- Born: 7 March 1934 United States
- Died: 17 February 2012 (aged 77) United States
- Education: Iowa State University
- Known for: diatoms study Anthropocene term
- Scientific career
- Fields: Botany and Ecology

= Eugene F. Stoermer =

Eugene F. Stoermer (March 7, 1934 – February 17, 2012) was a leading researcher in diatoms, with a special emphasis on freshwater species of the North American Great Lakes. He was a professor of biology at the University of Michigan School of Natural Resources and Environment.

== Biography ==
His Bachelor of Science degree was obtained in 1958 and his Doctor of Biological Science in 1963, both from Iowa State University. His doctoral thesis was "Post-pleistocene diatoms from Lake West Okoboji, Iowa"

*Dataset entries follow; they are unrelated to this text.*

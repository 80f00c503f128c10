use std::fs;
use std::path::{Path, PathBuf};
use std::process::Command;

use assert_cmd::prelude::*;
use predicates::prelude::*;
use predicates::str::contains;
use tempfile::TempDir;

fn config_model_cmd() -> Command {
    let mut cmd = Command::new(assert_cmd::cargo::cargo_bin!("config-model"));
    cmd.env("RUST_LOG", "warn");
    cmd
}

fn template_root() -> PathBuf {
    Path::new(env!("CARGO_MANIFEST_DIR")).join("..").join("templates")
}

fn write_schema(dir: &Path) -> PathBuf {
    let path = dir.join("devicesim.yang");
    fs::write(&path, "module devicesim {}").unwrap();
    path
}

// ---------------------------------------------------------------------------
// compile-plugin
// ---------------------------------------------------------------------------

#[test]
fn malformed_module_key_fails_before_any_output() {
    let work = TempDir::new().unwrap();
    let schema = write_schema(work.path());
    let output = work.path().join("out");

    config_model_cmd()
        .args(["compile-plugin", "-n", "devicesim", "-v", "1.0.0"])
        .arg("-m")
        .arg(format!("devicesim=1.0.0={}", schema.display()))
        .arg("-o")
        .arg(&output)
        .assert()
        .failure()
        .stderr(contains("$name@$version"));

    assert!(!output.exists(), "no output directory may be created");
}

#[test]
fn bad_key_is_reported_even_after_valid_keys() {
    let work = TempDir::new().unwrap();
    let output = work.path().join("out");

    // The first module points at a file that does not exist; the key check on
    // the second must still win because keys are parsed before any read.
    config_model_cmd()
        .args(["compile-plugin", "-n", "devicesim", "-v", "1.0.0"])
        .args(["-m", "devicesim@1.0.0=/nonexistent/devicesim.yang"])
        .args(["-m", "broken@"])
        .arg("-o")
        .arg(&output)
        .assert()
        .failure()
        .stderr(contains("broken@"))
        .stderr(contains("cannot read module").not());
}

#[test]
fn unreadable_module_file_fails() {
    let work = TempDir::new().unwrap();
    let output = work.path().join("out");

    config_model_cmd()
        .args(["compile-plugin", "-n", "devicesim", "-v", "1.0.0"])
        .arg("-m")
        .arg(format!("devicesim@1.0.0={}", work.path().join("absent.yang").display()))
        .arg("-o")
        .arg(&output)
        .assert()
        .failure()
        .stderr(contains("cannot read module devicesim@1.0.0"));

    assert!(!output.exists());
}

#[test]
fn missing_binding_generator_fails_at_bindings_step() {
    let work = TempDir::new().unwrap();
    let schema = write_schema(work.path());
    let output = work.path().join("out");

    config_model_cmd()
        .args(["compile-plugin", "-n", "devicesim", "-v", "1.0.0"])
        .arg("-m")
        .arg(format!("devicesim@1.0.0={}", schema.display()))
        .arg("-o")
        .arg(&output)
        .arg("-t")
        .arg(template_root())
        .args(["--binding-generator", "config-model-no-such-generator"])
        .assert()
        .failure()
        .stderr(contains("failed to compile model devicesim@1.0.0"))
        .stderr(contains("generate bindings"));

    let module = output.join("devicesim_1_0_0");
    assert!(module.join("Cargo.toml").is_file());
    assert!(module.join("src/plugin/plugin.rs").is_file());
    assert!(module.join("yang/devicesim@1.0.0.yang").is_file());
    assert!(!module.join("devicesim.so.1.0.0").exists());
}

#[test]
fn binary_mode_entry_point_has_no_exported_symbol() {
    let work = TempDir::new().unwrap();
    let schema = write_schema(work.path());
    let output = work.path().join("out");

    config_model_cmd()
        .args(["compile-plugin", "-n", "devicesim", "-v", "1.0.0", "--mode", "binary"])
        .arg("-m")
        .arg(format!("devicesim@1.0.0={}", schema.display()))
        .arg("-o")
        .arg(&output)
        .arg("-t")
        .arg(template_root())
        .args(["--binding-generator", "config-model-no-such-generator"])
        .assert()
        .failure();

    let entry = fs::read_to_string(output.join("devicesim_1_0_0/src/lib.rs")).unwrap();
    assert!(!entry.contains("MODEL_PLUGIN"), "got:\n{entry}");
}

#[test]
fn unknown_mode_is_rejected_by_argument_parsing() {
    config_model_cmd()
        .args(["compile-plugin", "-n", "x", "-v", "1", "--mode", "plugin"])
        .assert()
        .failure()
        .stderr(contains("unknown mode 'plugin'"));
}

// ---------------------------------------------------------------------------
// list-models
// ---------------------------------------------------------------------------

#[test]
fn artifacts_only_lists_matching_files() {
    let repo = TempDir::new().unwrap();
    fs::create_dir_all(repo.path().join("devicesim_1_0_0")).unwrap();
    fs::write(repo.path().join("devicesim_1_0_0/devicesim.so.1.0.0"), b"x").unwrap();
    fs::write(repo.path().join("testdevice.so.2.0.0"), b"x").unwrap();
    fs::write(repo.path().join("notes.txt"), b"x").unwrap();

    config_model_cmd()
        .args(["list-models", "--artifacts-only", "--path"])
        .arg(repo.path())
        .assert()
        .success()
        .stdout(contains("devicesim.so.1.0.0"))
        .stdout(contains("testdevice.so.2.0.0"))
        .stdout(contains("notes.txt").not());
}

#[test]
fn artifacts_only_reads_path_from_config() {
    let repo = TempDir::new().unwrap();
    fs::write(repo.path().join("devicesim.so.1.0.0"), b"x").unwrap();
    let config = repo.path().join("repository.yaml");
    fs::write(&config, format!("path: {}\n", repo.path().display())).unwrap();

    config_model_cmd()
        .args(["list-models", "--artifacts-only", "--config"])
        .arg(&config)
        .assert()
        .success()
        .stdout(contains("devicesim.so.1.0.0"));
}

#[test]
fn listing_an_empty_repository_succeeds() {
    let repo = TempDir::new().unwrap();
    config_model_cmd()
        .args(["list-models", "--path"])
        .arg(repo.path())
        .assert()
        .success()
        .stdout(contains("No models"));
}

#[test]
fn non_library_artifact_fails_listing() {
    let repo = TempDir::new().unwrap();
    fs::write(repo.path().join("x.so.1"), "plain text").unwrap();

    config_model_cmd()
        .args(["list-models", "--path"])
        .arg(repo.path())
        .assert()
        .failure()
        .stderr(contains("failed to load model artifact"));
}
//! `config-model list-models`: show what a repository directory holds.

use std::path::PathBuf;

use anyhow::{Context, Result};
use clap::Args;

use config_model_repository::{Repository, RepositoryConfig};

/// List models available in a repository directory.
#[derive(Args, Debug)]
pub struct ListArgs {
    /// Directory to search for artifacts.
    #[arg(long, conflicts_with = "config")]
    pub path: Option<PathBuf>,

    /// YAML file with a `path:` entry.
    #[arg(long, value_name = "FILE")]
    pub config: Option<PathBuf>,

    /// Print matching artifact files without loading them.
    #[arg(long)]
    pub artifacts_only: bool,
}

impl ListArgs {
    pub fn run(self) -> Result<()> {
        let config = match (self.path, self.config) {
            (_, Some(file)) => RepositoryConfig::load_at(&file)
                .with_context(|| format!("cannot load repository config '{}'", file.display()))?,
            (Some(path), None) => RepositoryConfig::new(path),
            (None, None) => RepositoryConfig::new("."),
        };
        let repo = Repository::new(config);

        if self.artifacts_only {
            let artifacts = repo
                .list_artifacts()
                .with_context(|| format!("cannot search '{}'", repo.path().display()))?;
            if artifacts.is_empty() {
                println!("No model artifacts under {}", repo.path().display());
            }
            for path in artifacts {
                println!("{}", path.display());
            }
            return Ok(());
        }

        let models = repo
            .list_models()
            .with_context(|| format!("cannot list models in '{}'", repo.path().display()))?;
        if models.is_empty() {
            println!("No models under {}", repo.path().display());
        }
        for model in models {
            let info = model.info();
            println!("{} {}", info.name, info.version);
            for module in info.modules {
                match module.organization {
                    Some(org) => println!("  · {}@{} ({org})", module.name, module.version),
                    None => println!("  · {}@{}", module.name, module.version),
                }
            }
        }
        Ok(())
    }
}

Stoermer originally coined and used the term Anthropocene from the early 1980s to refer to the impact and evidence for the effects of human activity on the planet earth. The word was not used in general culture until it was popularized in 2000 by Nobel Prize-winning atmospheric chemist Paul Crutzen and others who regard the influence of human behavior on Earth's atmosphere in recent centuries as so significant as to constitute a new geological epoch.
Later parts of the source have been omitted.